Although +3 oxidation states is the characteristic oxidation state of lanthanoids but cerium shows +4 oxidation state also. Why?
It is due to the fact that after losing one more electron Ce acquires stable $4 f^{\circ}$ electronic configuration. So, Ce shows +4 oxidation state also alongwith +3 oxidation state.
Explain why does colour of $\mathrm{KMnO}_4$ disappear when oxalic acid is added to its solution in acidic medium?

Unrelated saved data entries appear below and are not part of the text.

use argon2::{
    password_hash::{PasswordHash, PasswordHasher, PasswordVerifier, SaltString},
    Argon2,
};
use rand::rngs::OsRng;
use tracing::{error, warn};

pub fn hash_password(plain: &str) -> anyhow::Result<String> {
    let salt = SaltString::generate(&mut OsRng);
    let argon2 = Argon2::default();
    let hash = argon2
        .hash_password(plain.as_bytes(), &salt)
        .map_err(|e| {
            error!(error = %e, "argon2 hash_password error");
            anyhow::anyhow!(e.to_string())
        })?
        .to_string();
    Ok(hash)
}

/// A hash that does not parse counts as a non-match, not an error.
pub fn verify_password(plain: &str, hash: &str) -> bool {
    let parsed = match PasswordHash::new(hash) {
        Ok(p) => p,
        Err(e) => {
            warn!(error = %e, "stored password hash did not parse");
            return false;
        }
    };
    Argon2::default()
        .verify_password(plain.as_bytes(), &parsed)
        .is_ok()
}

#[cfg(test)]
mod tests {
    use super::*;

    #[test]
    fn hash_and_verify_roundtrip() {
        let password = "Secur3P@ssw0rd!";
        let hash = hash_password(password).expect("hashing should succeed");
        assert!(verify_password(password, &hash));
    }

    #[test]
    fn verify_rejects_wrong_password() {
        let password = "correct-horse-battery-staple";
        let hash = hash_password(password).expect("hashing should succeed");
        assert!(!verify_password("wrong-password", &hash));
    }

    #[test]
    fn hashes_are_salted_but_both_verify() {
        let password = "same-input";
        let h1 = hash_password(password).expect("hash");
        let h2 = hash_password(password).expect("hash");
        assert_ne!(h1, h2);
        assert!(verify_password(password, &h1));
        assert!(verify_password(password, &h2));
    }

    #[test]
    fn verify_is_false_on_malformed_hash() {
        assert!(!verify_password("anything", "not-a-valid-hash"));
        assert!(!verify_password("anything", ""));
    }
}
mod app;
mod auth;
mod config;
mod items;
mod listing;
mod state;
mod stats;
mod users;

#[tokio::main]
async fn main() -> anyhow::Result<()> {
    dotenvy::dotenv().ok();

    let env_filter = std::env::var("RUST_LOG")
        .unwrap_or_else(|_| "tradepost=debug,axum=info,tower_http=info".to_string());
    let json_logs = std::env::var("LOG_FORMAT")
        .map(|v| v == "json")
        .unwrap_or(false);

    if json_logs {
        tracing_subscriber::fmt()
            .with_env_filter(env_filter)
            .with_target(false)
            .json()
            .init();
    } else {
        tracing_subscriber::fmt().with_env_filter(env_filter).init();
    }

    let app_state = state::AppState::init().await?;

    if let Err(e) = sqlx::migrate!("./migrations").run(&app_state.db).await {
        tracing::warn!(error = %e, "migration failed; continuing");
    }

    let app = app::build_app(app_state);
    app::serve(app).await
}
use serde::{Deserialize, Serialize};
use sqlx::{FromRow, PgPool};
use time::OffsetDateTime;
use uuid::Uuid;

use crate::items::dto::{ItemCreate, ItemUpdate};

#[derive(Debug, Clone, Serialize, Deserialize, FromRow)]
pub struct Item {
    pub id: Uuid,
    pub name: String,
    pub description: Option<String>,
    pub price: f64,
    pub tax: Option<f64>,
    pub owner_id: Uuid,
    pub created_at: OffsetDateTime,
    pub updated_at: Option<OffsetDateTime>,
}

impl Item {
    /// Paged listing over all items, optionally filtered by a substring of
    /// name or description.
    pub async fn list(
        db: &PgPool,
        skip: i64,
        limit: i64,
        search: Option<&str>,
    ) -> anyhow::Result<Vec<Item>> {
        let items = match search {
            Some(term) => {
                sqlx::query_as::<_, Item>(
                    r#"
                    SELECT id, name, description, price, tax, owner_id, created_at, updated_at
                    FROM items
                    WHERE name ILIKE $1 OR description ILIKE $1
                    ORDER BY created_at
                    LIMIT $2 OFFSET $3
                    "#,
                )
                .bind(format!("%{}%", term))
                .bind(limit)
                .bind(skip)
                .fetch_all(db)
                .await?
            }
            None => {
                sqlx::query_as::<_, Item>(
                    r#"
                    SELECT id, name, description, price, tax, owner_id, created_at, updated_at
                    FROM items
                    ORDER BY created_at
                    LIMIT $1 OFFSET $2
                    "#,
                )
                .bind(limit)
                .bind(skip)
                .fetch_all(db)
                .await?
            }
        };
        Ok(items)
    }

    /// Same listing restricted to one owner.
    pub async fn list_by_owner(
        db: &PgPool,
        owner_id: Uuid,
        skip: i64,
        limit: i64,
        search: Option<&str>,
    ) -> anyhow::Result<Vec<Item>> {
        let items = match search {
            Some(term) => {
                sqlx::query_as::<_, Item>(
                    r#"
                    SELECT id, name, description, price, tax, owner_id, created_at, updated_at
                    FROM items
                    WHERE owner_id = $1 AND (name ILIKE $2 OR description ILIKE $2)
                    ORDER BY created_at
                    LIMIT $3 OFFSET $4
                    "#,
                )
                .bind(owner_id)
                .bind(format!("%{}%", term))
                .bind(limit)
                .bind(skip)
                .fetch_all(db)
                .await?
            }
            None => {
                sqlx::query_as::<_, Item>(
                    r#"
                    SELECT id, name, description, price, tax, owner_id, created_at, updated_at
                    FROM items
                    WHERE owner_id = $1
                    ORDER BY created_at
                    LIMIT $2 OFFSET $3
                    "#,
                )
                .bind(owner_id)
                .bind(limit)
                .bind(skip)
                .fetch_all(db)
                .await?
            }
        };
        Ok(items)
    }

    pub async fn all_by_owner(db: &PgPool, owner_id: Uuid) -> anyhow::Result<Vec<Item>> {
        let items = sqlx::query_as::<_, Item>(
            r#"
            SELECT id, name, description, price, tax, owner_id, created_at, updated_at
            FROM items
            WHERE owner_id = $1
            ORDER BY created_at
            "#,
        )
        .bind(owner_id)
        .fetch_all(db)
        .await?;
        Ok(items)
    }

    pub async fn find_by_id(db: &PgPool, id: Uuid) -> anyhow::Result<Option<Item>> {
        let item = sqlx::query_as::<_, Item>(
            r#"
            SELECT id, name, description, price, tax, owner_id, created_at, updated_at
            FROM items
            WHERE id = $1
            "#,
        )
        .bind(id)
        .fetch_optional(db)
        .await?;
        Ok(item)
    }

    pub async fn find_by_owner_and_name(
        db: &PgPool,
        owner_id: Uuid,
        name: &str,
    ) -> anyhow::Result<Option<Item>> {
        let item = sqlx::query_as::<_, Item>(
            r#"
            SELECT id, name, description, price, tax, owner_id, created_at, updated_at
            FROM items
            WHERE owner_id = $1 AND name = $2
            "#,
        )
        .bind(owner_id)
        .bind(name)
        .fetch_optional(db)
        .await?;
        Ok(item)
    }

    pub async fn create(db: &PgPool, owner_id: Uuid, new: &ItemCreate) -> anyhow::Result<Item> {
        let item = sqlx::query_as::<_, Item>(
            r#"
            INSERT INTO items (name, description, price, tax, owner_id)
            VALUES ($1, $2, $3, $4, $5)
            RETURNING id, name, description, price, tax, owner_id, created_at, updated_at
            "#,
        )
        .bind(&new.name)
        .bind(new.description.as_deref())
        .bind(new.price)
        .bind(new.tax)
        .bind(owner_id)
        .fetch_one(db)
        .await?;
        Ok(item)
    }

    /// Partial update; absent fields keep their stored value.
    pub async fn update(db: &PgPool, id: Uuid, changes: &ItemUpdate) -> anyhow::Result<Item> {
        let item = sqlx::query_as::<_, Item>(
            r#"
            UPDATE items SET
                name = COALESCE($2, name),
                description = COALESCE($3, description),
                price = COALESCE($4, price),
                tax = COALESCE($5, tax),
                updated_at = now()
            WHERE id = $1
            RETURNING id, name, description, price, tax, owner_id, created_at, updated_at
            "#,
        )
        .bind(id)
        .bind(changes.name.as_deref())
        .bind(changes.description.as_deref())
        .bind(changes.price)
        .bind(changes.tax)
        .fetch_one(db)
        .await?;
        Ok(item)
    }

    pub async fn delete(db: &PgPool, id: Uuid) -> anyhow::Result<()> {
        sqlx::query("DELETE FROM items WHERE id = $1")
            .bind(id)
            .execute(db)
            .await?;
        Ok(())
    }

    pub async fn count(db: &PgPool) -> anyhow::Result<i64> {
        let total = sqlx::query_scalar::<_, i64>("SELECT COUNT(*) FROM items")
            .fetch_one(db)
            .await?;
        Ok(total)
    }

    pub async fn count_by_owner(db: &PgPool, owner_id: Uuid) -> anyhow::Result<i64> {
        let total = sqlx::query_scalar::<_, i64>("SELECT COUNT(*) FROM items WHERE owner_id = $1")
            .bind(owner_id)
            .fetch_one(db)
            .await?;
        Ok(total)
    }
}
use serde::Deserialize;

/// Query parameters shared by the list endpoints.
#[derive(Debug, Deserialize)]
pub struct ListParams {
    #[serde(default)]
    pub skip: i64,
    #[serde(default = "default_limit")]
    pub limit: i64,
    pub search: Option<String>,
}

fn default_limit() -> i64 {
    10
}

impl ListParams {
    /// Clamps skip/limit into sane bounds before they hit a query.
    pub fn clamped(&self) -> (i64, i64) {
        let skip = self.skip.max(0);
        let limit = self.limit.clamp(1, 100);
        (skip, limit)
    }
}

#[cfg(test)]
mod tests {
    use super::*;

    #[test]
    fn defaults_apply_when_params_missing() {
        let p: ListParams = serde_json::from_str("{}").unwrap();
        assert_eq!(p.skip, 0);
        assert_eq!(p.limit, 10);
        assert!(p.search.is_none());
    }

    #[test]
    fn clamped_bounds_skip_and_limit() {
        let p = ListParams {
            skip: -5,
            limit: 1000,
            search: None,
        };
        assert_eq!(p.clamped(), (0, 100));

        let p = ListParams {
            skip: 3,
            limit: 0,
            search: None,
        };
        assert_eq!(p.clamped(), (3, 1));
    }
}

When oxalic acid is added to acidic solution of $\mathrm{KMnO}_4$, its colour disappear due to reduction of $\mathrm{MnO}_4^{-}$ion to $\mathrm{Mn}^{2+}$. Chemical reaction occurring during this neutralisation reaction is as follows
$5 \mathrm{C}_2 \mathrm{O}_4^{2-}+\underset{\text { (Coloured) }}{2 \mathrm{MnO}_4^{-}}+16 \mathrm{H}^{+} \longrightarrow \underset{\text { (Colourless) }}{2 \mathrm{Mn}^{2+}}+8 \mathrm{H}_2 \mathrm{O}+10 \mathrm{CO}_2$
When orange solution containing $\mathrm{Cr}_2 \mathrm{O}_7^{2-}$ ion is treated with an alkali, a yellow solution is formed and when $\mathrm{H}^{+}$ions are added to yellow solution, an orange solution is obtained. Explain why does this happen?
When orange solution containing $\mathrm{Cr}_2 \mathrm{O}_7^{2-}$ ion is treated with an alkali, a yellow solution of
$\mathrm{CrO}_4^{2-}$ is obtained. On the same way, $\underset{\substack{\text { Dischromate } \\ \text { (orange) }}}{\mathrm{Cr}_2 \mathrm{O}_7^{2-}} \xrightarrow[\mathrm{H}^{+}]{\mathrm{OH}^{-}} \underset{\begin{array}{c}\text { Chromate } \\ \text { (yellow) }\end{array}}{\mathrm{CrO}_4{ }^{2-}}$
when $\mathrm{H}^{+}$ions are added to yellow solution, an orange solution is obtained due to interconversion.
A solution of $\mathrm{KMnO}_4$ on reduction yields either a colourless solution or a brown precipitate or a green solution depending on pH of the solution. What different stages of the reduction do these represent and how are they carried out?
Oxidising behaviour of $\mathrm{KMnO}_4$ depends on pH of the solution.
In acidic medium $(\mathrm{pH}<7)$
$$\mathrm{MnO}_4^{-}+8 \mathrm{H}^{+}+5 \mathrm{e}^{-} \longrightarrow \underset{\text { Colourless }}{\mathrm{Mn}^{2+}}+4 \mathrm{H}_2 \mathrm{O}$$
In alkaline medium $(\mathrm{pH}>7)$
$$\mathrm{MnO}_4^{-}+\mathrm{e}^{-} \longrightarrow \underset{\text { (Green) }}{\mathrm{MnO}^{2-}_4}$$
In neutral medium $(\mathrm{pH}=7)$
$$\mathrm{MnO}_4^{-}+2 \mathrm{H}_2 \mathrm{O}+3 \mathrm{e}^{-} \longrightarrow \underset{\text { (Brown ppt) }}{\mathrm{MnO}_2}+4 \mathrm{OH}^{-}$$